Paylaş
Genelkurmay Başkanı Orgeneral Hulusi Akar ile 15 Temmuz gecesi kendisine darbe kararını tebliğ edip darbenin başına geçmesi için ikna etmeye çalışan Tümgeneral Mehmet Dişli’nin biyografileri karşılaştırmalı olarak okunduğunda, özellikle 2000 yılı sonrası dönemin önemli bir bölümünde ikisinin gerçekten de yakın bir şekilde çalıştıkları hemen göze çarpıyor.
Örneğin Hulusi Akar, 2000 -2002 yılları arasında tuğgeneral rütbesiyle Napoli’deki NATO karargâhında Plan Prensip Başkanı olarak bulunurken, Dişli de, savcılık ifadesine göre, 2000-2003 yılları arasında aynı karargâhta görev yapmış.

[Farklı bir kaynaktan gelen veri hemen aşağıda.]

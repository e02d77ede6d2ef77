use serde::{Deserialize, Serialize};

/// Output format applied by [`PostRule::Canonicalize`].
#[derive(Clone, Copy, Debug, PartialEq, Eq, Serialize, Deserialize)]
#[serde(rename_all = "snake_case")]
pub enum CanonicalFormat {
    /// `YYYY-MM-DD`.
    Date,
    /// `YYYY-MM-DD~YYYY-MM-DD`, or `YYYY-MM-DD~长期` for open-ended validity.
    DateRange,
    Digits,
    /// Upper-case check character, no separators.
    IdNumber,
    /// Digits with at most one decimal point, thousands separators removed.
    Amount,
    /// All whitespace removed.
    Compact,
}

fn default_male() -> String {
    "男".to_string()
}

fn default_female() -> String {
    "女".to_string()
}

/// Deterministic rule run after matching and retry, in declaration order.
#[derive(Clone, Debug, PartialEq, Serialize, Deserialize)]
#[serde(tag = "rule", rename_all = "snake_case")]
pub enum PostRule {
    Default {
        field: String,
        value: String,
    },
    SexFromId {
        id_field: String,
        target: String,
        #[serde(default = "default_male")]
        male: String,
        #[serde(default = "default_female")]
        female: String,
    },
    BirthFromId {
        id_field: String,
        target: String,
    },
    /// Earliest and latest dates among all tokens, for documents printing an
    /// issue date and an expiry date without reliable labels.
    DatePair {
        first: String,
        second: String,
        #[serde(default)]
        exclude_keywords: Vec<String>,
    },
    Canonicalize {
        field: String,
        format: CanonicalFormat,
    },
}

impl PostRule {
    pub fn default_value(field: &str, value: &str) -> Self {
        PostRule::Default {
            field: field.to_string(),
            value: value.to_string(),
        }
    }

    pub fn sex_from_id(id_field: &str, target: &str) -> Self {
        PostRule::SexFromId {
            id_field: id_field.to_string(),
            target: target.to_string(),
            male: default_male(),
            female: default_female(),
        }
    }

    pub fn birth_from_id(id_field: &str, target: &str) -> Self {
        PostRule::BirthFromId {
            id_field: id_field.to_string(),
            target: target.to_string(),
        }
    }

    pub fn date_pair(first: &str, second: &str, exclude_keywords: &[&str]) -> Self {
        PostRule::DatePair {
            first: first.to_string(),
            second: second.to_string(),
            exclude_keywords: exclude_keywords.iter().map(|k| k.to_string()).collect(),
        }
    }

    pub fn canonicalize(field: &str, format: CanonicalFormat) -> Self {
        PostRule::Canonicalize {
            field: field.to_string(),
            format,
        }
    }

    /// Every field name the rule reads or writes.
    pub fn fields(&self) -> Vec<&str> {
        match self {
            PostRule::Default { field, .. } | PostRule::Canonicalize { field, .. } => {
                vec![field.as_str()]
            }
            PostRule::SexFromId {
                id_field, target, ..
            }
            | PostRule::BirthFromId { id_field, target } => {
                vec![id_field.as_str(), target.as_str()]
            }
            PostRule::DatePair { first, second, .. } => vec![first.as_str(), second.as_str()],
        }
    }
}

#[cfg(test)]
mod tests {
    use super::*;

    #[test]
    fn test_post_rule_json() {
        let json = r#"[
            {"rule": "default", "field": "ethnicity", "value": "汉"},
            {"rule": "sex_from_id", "id_field": "id_number", "target": "sex"},
            {"rule": "canonicalize", "field": "valid_period", "format": "date_range"}
        ]"#;
        let rules: Vec<PostRule> = serde_json::from_str(json).unwrap();
        assert_eq!(rules[0], PostRule::default_value("ethnicity", "汉"));
        assert_eq!(rules[1], PostRule::sex_from_id("id_number", "sex"));
        assert_eq!(rules[2].fields(), vec!["valid_period"]);
    }
}
pub fn id_card_front() -> Result<Template, DocfieldError> {
    let name_anchor = AnchorSpec::new(&["姓名"])
        .region(same_line(8.0))
        // Sex sits on the line below the name
        .constrains(
            "sex",
            OffsetRect::new(
                Edge::left(-0.5),
                Edge::bottom(0.25),
                Edge::right(4.0),
                Edge::bottom(2.0),
            ),
            0.5,
        );

    let id_keywords = ["公民身份号码", "公民身份", "身份号码"];

    Ok(Template::new(
        "id_card_front",
        "Resident identity card, portrait side",
        &[&["姓名"], &["性别"], &["民族"], &["出生"], &["住址"], &id_keywords],
    )
    .field(
        FieldSpec::new("name")
            .anchor(name_anchor)
            .clean(CleanupStep::strip_label(&["姓名"]))
            .clean(CleanupStep::reject(&["性别", "民族", "出生", "住址"])),
    )
    .field(sex_field(
        "sex",
        AnchorSpec::new(&["性别"]).region(OffsetRect::line(0.5, 3.0)),
    )?)
    .field(
        FieldSpec::new("ethnicity")
            .anchor(AnchorSpec::new(&["民族"]).region(OffsetRect::line(0.5, 4.0)))
            .clean(CleanupStep::after_keyword(&["民族"]))
            .clean(CleanupStep::Retain {
                class: CharClass::Han,
            }),
    )
    .field(date_field(
        "birth_date",
        AnchorSpec::new(&["出生"]).region(same_line(12.0)),
        &["出生"],
    ))
    .field(
        FieldSpec::new("address")
            .anchor(AnchorSpec::new(&["住址"]).region(block(16.0, 3.0)))
            .clean(CleanupStep::strip_label(&["住址"]))
            .clean(CleanupStep::reject(&id_keywords))
            .accumulate(""),
    )
    .field(id_number_field("id_number", &id_keywords)?)
    .rule(PostRule::default_value("ethnicity", "汉"))
    .rule(PostRule::canonicalize("id_number", CanonicalFormat::IdNumber))
    .rule(PostRule::sex_from_id("id_number", "sex"))
    .rule(PostRule::birth_from_id("id_number", "birth_date"))
    .rule(PostRule::canonicalize("birth_date", CanonicalFormat::Date)))
}

pub fn id_card_back() -> Result<Template, DocfieldError> {
    Ok(Template::new(
        "id_card_back",
        "Resident identity card, emblem side",
        &[&["中华人民共和国"], &["居民身份证"], &["签发机关"], &["有效期限"]],
    )
    .field(
        FieldSpec::new("authority")
            .anchor(AnchorSpec::new(&["签发机关"]).region(same_line(14.0)))
            .clean(CleanupStep::strip_label(&["签发机关"])),
    )
    .field(
        FieldSpec::new("valid_period")
            .anchor(AnchorSpec::new(&["有效期限"]).region(same_line(16.0)))
            .clean(CleanupStep::strip_label(&["有效期限"])),
    )
    // Filled from the dates printed anywhere on the card
    .field(FieldSpec::new("valid_from"))
    .field(FieldSpec::new("valid_to"))
    .rule(PostRule::canonicalize("valid_period", CanonicalFormat::DateRange))
    .rule(PostRule::date_pair("valid_from", "valid_to", &[])))
}

pub fn household_register() -> Result<Template, DocfieldError> {
    let relation_keywords = ["户主或与户主关系", "与户主关系"];

    Ok(Template::new(
        "household_register",
        "Household register, resident page",
        &[
            &["常住人口登记卡"],
            &relation_keywords,
            &["曾用名"],
            &["出生地"],
            &["籍贯"],
        ],
    )
    .field(
        FieldSpec::new("name")
            .anchor(
                AnchorSpec::new(&["姓名"])
                    .region(same_line(6.0))
                    // Relation is printed in the cell right of the name
                    .constrains(
                        "relation",
                        OffsetRect::new(
                            Edge::right(1.0),
                            Edge::top(-0.25),
                            Edge::right(12.0),
                            Edge::bottom(0.25),
                        ),
                        0.8,
                    ),
            )
            .clean(CleanupStep::strip_label(&["姓名"]))
            .clean(CleanupStep::reject(&["户主", "关系", "曾用名"])),
    )
    .field(
        FieldSpec::new("relation")
            .anchor(AnchorSpec::new(&relation_keywords).region(same_line(4.0)))
            .clean(CleanupStep::after_keyword(&relation_keywords))
            .clean(CleanupStep::reject(&["姓名"])),
    )
    .field(sex_field(
        "sex",
        AnchorSpec::new(&["性别"]).region(same_line(3.0)),
    )?)
    .field(
        FieldSpec::new("ethnicity")
            .anchor(AnchorSpec::new(&["民族"]).region(OffsetRect::line(0.5, 4.0)))
            .clean(CleanupStep::after_keyword(&["民族"]))
            .clean(CleanupStep::Retain {
                class: CharClass::Han,
            }),
    )
    .field(
        FieldSpec::new("birthplace")
            .anchor(AnchorSpec::new(&["出生地"]).region(same_line(12.0)))
            .clean(CleanupStep::strip_label(&["出生地"])),
    )
    .field(date_field(
        "birth_date",
        AnchorSpec::new(&["出生日期"]).region(same_line(10.0)),
        &["出生日期"],
    ))
    .field(id_number_field(
        "id_number",
        &["公民身份证件编号", "身份证件编号", "公民身份号码"],
    )?)
    .rule(PostRule::default_value("ethnicity", "汉"))
    .rule(PostRule::canonicalize("id_number", CanonicalFormat::IdNumber))
    .rule(PostRule::sex_from_id("id_number", "sex"))
    .rule(PostRule::birth_from_id("id_number", "birth_date"))
    .rule(PostRule::canonicalize("birth_date", CanonicalFormat::Date)))
}

pub fn marriage_certificate() -> Result<Template, DocfieldError> {
    // Both parties print the same labels; the first block is party A.
    let name_pattern = r"^(\p{Han}+?)(?:性别.*)?$";

    let mut template = Template::new(
        "marriage_certificate",
        "Marriage certificate, registration page",
        &[&["结婚证"], &["持证人"], &["登记日期"], &["结婚证字号"]],
    )
    .field(
        FieldSpec::new("holder")
            .anchor(AnchorSpec::new(&["持证人"]).region(same_line(6.0)))
            .clean(CleanupStep::strip_label(&["持证人"])),
    )
    .field(date_field(
        "register_date",
        AnchorSpec::new(&["登记日期"]).region(same_line(10.0)),
        &["登记日期"],
    ))
    .field(
        FieldSpec::new("certificate_number")
            .anchor(AnchorSpec::new(&["结婚证字号"]).region(same_line(14.0)))
            .clean(CleanupStep::after_keyword(&["结婚证字号"]))
            .clean(CleanupStep::capture(Pattern::new(r"([A-Za-z0-9\-]{6,})")?)),
    )
    .rule(PostRule::canonicalize("register_date", CanonicalFormat::Date));

    for (party, occurrence) in [("party_a", 0), ("party_b", 1)] {
        let field = |suffix: &str| format!("{party}_{suffix}");

        template = template
            .field(
                FieldSpec::new(&field("name"))
                    .anchor(
                        AnchorSpec::new(&["姓名"])
                            .occurrence(occurrence)
                            .region(same_line(6.0)),
                    )
                    .clean(CleanupStep::strip_label(&["姓名"]))
                    .clean(CleanupStep::capture(Pattern::new(name_pattern)?)),
            )
            .field(sex_field(
                &field("sex"),
                AnchorSpec::new(&["性别"])
                    .occurrence(occurrence)
                    .region(same_line(3.0)),
            )?)
            .field(date_field(
                &field("birth_date"),
                AnchorSpec::new(&["出生日期"])
                    .occurrence(occurrence)
                    .region(same_line(10.0)),
                &["出生日期"],
            ))
            .field(
                FieldSpec::new(&field("id_number"))
                    .anchor(
                        AnchorSpec::new(&["身份证件号"])
                            .occurrence(occurrence)
                            .region(same_line(14.0)),
                    )
                    .clean(CleanupStep::after_keyword(&["身份证件号"]))
                    .clean(CleanupStep::capture(Pattern::new(ID_NUMBER_PATTERN)?)),
            )
            .rule(PostRule::canonicalize(
                &field("id_number"),
                CanonicalFormat::IdNumber,
            ))
            .rule(PostRule::sex_from_id(&field("id_number"), &field("sex")))
            .rule(PostRule::birth_from_id(
                &field("id_number"),
                &field("birth_date"),
            ))
            .rule(PostRule::canonicalize(
                &field("birth_date"),
                CanonicalFormat::Date,
            ));
    }

    // A birth date whose label OCR missed still shows up as a date on the
    // page; the earlier one belongs to party A.
    Ok(template.rule(PostRule::date_pair(
        "party_a_birth_date",
        "party_b_birth_date",
        &["登记日期"],
    )))
}

pub fn tax_receipt() -> Result<Template, DocfieldError> {
    Ok(Template::new(
        "tax_receipt",
        "Tax payment certificate",
        &[&["税收完税证明", "完税证明"], &["纳税人识别号"], &["纳税人名称"]],
    )
    .field(
        FieldSpec::new("taxpayer_id")
            .anchor(AnchorSpec::new(&["纳税人识别号"]).region(same_line(14.0)))
            .clean(CleanupStep::after_keyword(&["纳税人识别号"]))
            .clean(CleanupStep::Retain {
                class: CharClass::Alnum,
            })
            .clean(CleanupStep::Length {
                min: 15,
                max: Some(20),
            }),
    )
    .field(
        FieldSpec::new("taxpayer_name")
            .anchor(AnchorSpec::new(&["纳税人名称"]).region(same_line(16.0)))
            .clean(CleanupStep::after_keyword(&["纳税人名称"])),
    )
    .field(date_field(
        "issue_date",
        AnchorSpec::new(&["填发日期"]).region(same_line(10.0)),
        &["填发日期"],
    ))
    .field(
        FieldSpec::new("total_amount")
            .anchor(AnchorSpec::new(&["金额合计", "合计"]).region(same_line(20.0)))
            .clean(CleanupStep::after_keyword(&["小写", "金额合计", "合计"]))
            .clean(CleanupStep::capture(Pattern::new(AMOUNT_PATTERN)?)),
    )
    .rule(PostRule::canonicalize("issue_date", CanonicalFormat::Date))
    .rule(PostRule::canonicalize("total_amount", CanonicalFormat::Amount)))
}

pub fn pos_slip() -> Result<Template, DocfieldError> {
    Ok(Template::new(
        "pos_slip",
        "Card payment terminal slip",
        &[&["签购单"], &["商户名称"], &["终端编号", "终端号"], &["卡号"], &["金额"]],
    )
    .field(
        FieldSpec::new("merchant_name")
            // The value may wrap onto the line below the label
            .anchor(AnchorSpec::new(&["商户名称"]).region(block(16.0, 2.0)))
            .clean(CleanupStep::after_keyword(&["商户名称"]))
            .clean(CleanupStep::reject(&["商户编号", "商户号"])),
    )
    .field(
        FieldSpec::new("merchant_id")
            .anchor(AnchorSpec::new(&["商户编号", "商户号"]).region(same_line(16.0)))
            .clean(CleanupStep::after_keyword(&["商户编号", "商户号"]))
            .clean(CleanupStep::Retain {
                class: CharClass::Alnum,
            })
            .clean(CleanupStep::Length {
                min: 8,
                max: Some(20),
            }),
    )
    .field(
        FieldSpec::new("terminal_id")
            .anchor(AnchorSpec::new(&["终端编号", "终端号"]).region(same_line(12.0)))
            .clean(CleanupStep::after_keyword(&["终端编号", "终端号"]))
            .clean(CleanupStep::Retain {
                class: CharClass::Alnum,
            }),
    )
    .field(
        FieldSpec::new("card_number")
            .anchor(AnchorSpec::new(&["卡号"]).region(block(16.0, 2.0)))
            .clean(CleanupStep::after_keyword(&["卡号"]))
            .clean(CleanupStep::Remove {
                chars: " ".to_string(),
            })
            .clean(CleanupStep::capture(Pattern::new(r"(\d[\d*]{10,}\d)")?)),
    )
    .field(
        FieldSpec::new("amount")
            .anchor(AnchorSpec::new(&["金额"]).region(block(12.0, 2.0)))
            .clean(CleanupStep::after_keyword(&["金额"]))
            .clean(CleanupStep::capture(Pattern::new(AMOUNT_PATTERN)?)),
    )
    .field(
        FieldSpec::new("transaction_time")
            .anchor(AnchorSpec::new(&["日期/时间", "日期时间"]).region(same_line(16.0)))
            .clean(CleanupStep::after_keyword(&["日期/时间", "日期时间"])),
    )
    .rule(PostRule::canonicalize("amount", CanonicalFormat::Amount)))
}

Akar, 2002’de Napoli dönüşü tümgeneralliğe terfi ederek Ankara’da Kara Harp Okulu Komutanlığına getirilmiş ve 2005 yılına kadar bu görevde kalmış. Dişli de 2003 yılında Napoli dönüşü Kara Harp Okulu’na Akar’ın altında Öğrenci Tabur Komutanı görevini üstlenmiş. İki yıl bu görevi yaptıktan sonra 2005’te yine Harp Okulu’nda Eğitim Şube Müdürü olmuş.
Akar, 2005 yılında bu kez İstanbul’daki Kara Harp Akademisi Komutanlığına atanmış ve iki yıl bu görevde kalmış. Dişli’nin 2006 yılında Silahlı Kuvvetler Akademisi’ndeki öğrenciliği hesaba katılmazsa, yolları bir süre ayrılıyor. Dişli 2007’de ABD’ye gidiyor, Washington D.C.’deki National Defense University’de bir yıl eğitim alıyor. Ertesi yıl döndüğünde kıta görevine Bingöl’e, ardından 2009’da Muş’a gidiyor.
*
Bu arada Akar, 2007 yılında korgeneralliğe terfi etmiştir. Akar 2009 yılında İstanbul’daki 3’üncü Kolordu Komutanlığına geldiğinde yanında Kurmay Başkan olarak kim görevlendiriliyor? Kurmay Albay Mehmet Dişli...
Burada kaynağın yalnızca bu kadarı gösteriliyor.